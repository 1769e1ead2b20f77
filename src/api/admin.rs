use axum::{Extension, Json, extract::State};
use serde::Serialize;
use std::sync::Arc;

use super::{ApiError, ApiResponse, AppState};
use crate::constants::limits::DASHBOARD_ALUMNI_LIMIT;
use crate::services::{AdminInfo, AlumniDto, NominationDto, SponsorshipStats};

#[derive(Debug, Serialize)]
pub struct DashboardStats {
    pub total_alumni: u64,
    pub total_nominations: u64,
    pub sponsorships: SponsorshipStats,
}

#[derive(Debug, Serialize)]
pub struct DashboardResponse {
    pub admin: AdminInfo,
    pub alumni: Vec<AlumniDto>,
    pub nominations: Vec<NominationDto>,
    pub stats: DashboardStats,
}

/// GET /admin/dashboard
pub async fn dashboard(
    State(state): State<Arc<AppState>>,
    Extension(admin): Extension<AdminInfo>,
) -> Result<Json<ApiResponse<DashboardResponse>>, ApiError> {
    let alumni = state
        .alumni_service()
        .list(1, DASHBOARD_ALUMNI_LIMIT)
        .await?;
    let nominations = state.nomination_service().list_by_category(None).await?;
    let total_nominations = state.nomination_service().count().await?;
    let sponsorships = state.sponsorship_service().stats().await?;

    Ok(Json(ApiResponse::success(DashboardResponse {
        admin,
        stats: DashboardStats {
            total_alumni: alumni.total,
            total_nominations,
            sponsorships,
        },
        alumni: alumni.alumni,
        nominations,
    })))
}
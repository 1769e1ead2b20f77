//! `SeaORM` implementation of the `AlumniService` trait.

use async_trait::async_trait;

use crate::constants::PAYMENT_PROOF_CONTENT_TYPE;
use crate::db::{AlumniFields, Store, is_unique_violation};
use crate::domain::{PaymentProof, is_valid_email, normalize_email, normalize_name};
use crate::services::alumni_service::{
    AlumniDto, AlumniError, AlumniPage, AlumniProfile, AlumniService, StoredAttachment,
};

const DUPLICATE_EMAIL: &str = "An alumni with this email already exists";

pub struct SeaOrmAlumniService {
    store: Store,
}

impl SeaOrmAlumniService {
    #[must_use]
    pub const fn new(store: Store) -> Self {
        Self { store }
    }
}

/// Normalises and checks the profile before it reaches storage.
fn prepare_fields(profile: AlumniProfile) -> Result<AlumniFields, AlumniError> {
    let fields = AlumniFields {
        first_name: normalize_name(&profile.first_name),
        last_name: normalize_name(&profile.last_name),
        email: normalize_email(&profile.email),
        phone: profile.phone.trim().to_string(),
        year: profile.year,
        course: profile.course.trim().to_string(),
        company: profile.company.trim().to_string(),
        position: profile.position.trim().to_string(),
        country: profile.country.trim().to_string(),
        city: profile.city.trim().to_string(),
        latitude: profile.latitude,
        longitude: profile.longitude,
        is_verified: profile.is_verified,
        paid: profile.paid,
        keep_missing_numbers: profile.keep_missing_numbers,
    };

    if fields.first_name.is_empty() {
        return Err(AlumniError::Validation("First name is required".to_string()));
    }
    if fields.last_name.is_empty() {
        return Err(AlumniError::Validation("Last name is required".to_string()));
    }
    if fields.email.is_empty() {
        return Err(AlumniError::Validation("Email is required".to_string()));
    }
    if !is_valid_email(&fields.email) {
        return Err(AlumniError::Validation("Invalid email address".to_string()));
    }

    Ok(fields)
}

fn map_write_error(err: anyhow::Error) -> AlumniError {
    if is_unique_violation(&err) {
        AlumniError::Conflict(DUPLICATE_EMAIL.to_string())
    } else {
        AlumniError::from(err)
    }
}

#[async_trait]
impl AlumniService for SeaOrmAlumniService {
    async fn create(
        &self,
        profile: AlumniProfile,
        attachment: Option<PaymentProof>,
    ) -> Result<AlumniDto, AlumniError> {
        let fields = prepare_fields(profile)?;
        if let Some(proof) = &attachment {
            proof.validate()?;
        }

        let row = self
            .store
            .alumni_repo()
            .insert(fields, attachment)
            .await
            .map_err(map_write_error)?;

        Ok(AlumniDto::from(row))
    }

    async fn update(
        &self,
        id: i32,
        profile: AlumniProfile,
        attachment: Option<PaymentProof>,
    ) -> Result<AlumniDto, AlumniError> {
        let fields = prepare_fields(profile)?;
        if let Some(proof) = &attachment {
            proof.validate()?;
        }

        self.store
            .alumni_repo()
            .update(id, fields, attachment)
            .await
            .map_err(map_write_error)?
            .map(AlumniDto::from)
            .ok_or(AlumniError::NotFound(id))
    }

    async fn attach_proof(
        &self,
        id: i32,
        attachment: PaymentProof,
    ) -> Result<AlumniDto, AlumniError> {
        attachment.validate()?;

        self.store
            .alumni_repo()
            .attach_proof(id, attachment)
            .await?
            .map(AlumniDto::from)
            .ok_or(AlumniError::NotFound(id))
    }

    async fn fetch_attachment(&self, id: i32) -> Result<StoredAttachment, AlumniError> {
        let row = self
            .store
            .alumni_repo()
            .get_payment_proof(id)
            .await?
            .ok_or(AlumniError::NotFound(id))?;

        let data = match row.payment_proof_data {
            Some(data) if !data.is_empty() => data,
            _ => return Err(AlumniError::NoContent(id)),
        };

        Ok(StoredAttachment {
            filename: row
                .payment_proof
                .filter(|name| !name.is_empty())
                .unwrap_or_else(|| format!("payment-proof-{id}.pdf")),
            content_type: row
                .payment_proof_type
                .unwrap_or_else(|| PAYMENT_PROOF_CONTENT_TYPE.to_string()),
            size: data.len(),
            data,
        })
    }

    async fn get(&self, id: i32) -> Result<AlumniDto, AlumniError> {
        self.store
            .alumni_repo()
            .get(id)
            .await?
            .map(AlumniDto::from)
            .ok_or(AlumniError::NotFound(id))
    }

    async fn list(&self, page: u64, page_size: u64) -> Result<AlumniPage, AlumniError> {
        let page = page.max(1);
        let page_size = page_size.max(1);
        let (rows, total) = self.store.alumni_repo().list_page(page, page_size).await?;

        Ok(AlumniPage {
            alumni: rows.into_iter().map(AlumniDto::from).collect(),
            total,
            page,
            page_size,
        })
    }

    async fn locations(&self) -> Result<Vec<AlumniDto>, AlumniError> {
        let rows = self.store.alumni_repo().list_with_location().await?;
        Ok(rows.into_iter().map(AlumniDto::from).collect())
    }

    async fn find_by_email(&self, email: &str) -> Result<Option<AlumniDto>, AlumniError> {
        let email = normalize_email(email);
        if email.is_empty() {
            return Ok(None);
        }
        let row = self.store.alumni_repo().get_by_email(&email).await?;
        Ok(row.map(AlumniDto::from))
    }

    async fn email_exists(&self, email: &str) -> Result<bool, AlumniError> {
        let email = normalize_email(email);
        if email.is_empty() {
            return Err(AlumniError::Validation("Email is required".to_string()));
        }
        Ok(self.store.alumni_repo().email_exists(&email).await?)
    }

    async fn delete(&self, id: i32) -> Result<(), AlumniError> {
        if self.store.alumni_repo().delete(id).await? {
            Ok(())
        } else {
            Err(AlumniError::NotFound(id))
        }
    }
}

What you should do: In how many lines of the data does the string "struct" occur? Answer with the number and nothing else.

Solution below: 3